What lines of the data below hold the string "exist"? Copy each one out.

□ □ □ □

use anyhow::Result;
use std::ffi::OsStr;
use std::fs;
use std::process::{Command, Output};
use tempfile::tempdir;

fn run_dirtree(args: &[&OsStr]) -> Result<Output> {
    Ok(Command::new(env!("CARGO_BIN_EXE_dirtree"))
        .args(args)
        .env_remove("RUST_LOG")
        .output()?)
}

#[test]
fn test_empty_directory_prints_banner_only() -> Result<()> {
    let temp = tempdir()?;

    let output = run_dirtree(&[temp.path().as_os_str()])?;
    assert!(output.status.success());
    assert_eq!(
        String::from_utf8(output.stdout)?,
        "📁 Project directory structure (max depth 3)\n\n"
    );
    Ok(())
}

#[test]
fn test_level_flag_limits_output() -> Result<()> {
    let temp = tempdir()?;
    fs::write(temp.path().join("a.txt"), "")?;
    fs::create_dir(temp.path().join("sub"))?;
    fs::write(temp.path().join("sub").join("c.txt"), "")?;

    let output = run_dirtree(&[
        temp.path().as_os_str(),
        OsStr::new("-L"),
        OsStr::new("1"),
    ])?;
    assert!(output.status.success());
    assert_eq!(
        String::from_utf8(output.stdout)?,
        "📁 Project directory structure (max depth 1)\n\n├── a.txt\n└── sub/\n"
    );
    Ok(())
}

#[test]
fn test_missing_root_exits_non_zero() -> Result<()> {
    let temp = tempdir()?;
    let missing = temp.path().join("does-not-exist");

    let output = run_dirtree(&[missing.as_os_str()])?;
    assert!(!output.status.success());

    let stderr = String::from_utf8(output.stderr)?;
    assert!(stderr.contains("does-not-exist"));
    // The os error appears once, as the cause.
    assert_eq!(stderr.matches("os error").count(), 1);

    let stdout = String::from_utf8(output.stdout)?;
    assert_eq!(stdout, "📁 Project directory structure (max depth 3)\n\n");
    Ok(())
}

#[cfg(unix)]
#[test]
fn test_unreadable_subdirectory_keeps_earlier_lines() -> Result<()> {
    use std::os::unix::fs::PermissionsExt;

    let temp = tempdir()?;
    fs::write(temp.path().join("a.txt"), "")?;
    let locked = temp.path().join("locked");
    fs::create_dir(&locked)?;
    fs::write(locked.join("secret.txt"), "")?;
    fs::set_permissions(&locked, fs::Permissions::from_mode(0o000))?;

    // Privileged users can read the directory anyway; nothing to check then.
    if fs::read_dir(&locked).is_ok() {
        fs::set_permissions(&locked, fs::Permissions::from_mode(0o755))?;
        return Ok(());
    }

    let output = run_dirtree(&[temp.path().as_os_str()]);
    fs::set_permissions(&locked, fs::Permissions::from_mode(0o755))?;
    let output = output?;

    assert!(!output.status.success());
    assert_eq!(
        String::from_utf8(output.stdout)?,
        "📁 Project directory structure (max depth 3)\n\n├── a.txt\n└── locked/\n"
    );
    assert!(String::from_utf8(output.stderr)?.contains("locked"));
    Ok(())
}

□ □ □ □

**ANSWER TO THIS PROBLEM**
    let missing = temp.path().join("does-not-exist");
    assert!(stderr.contains("does-not-exist"));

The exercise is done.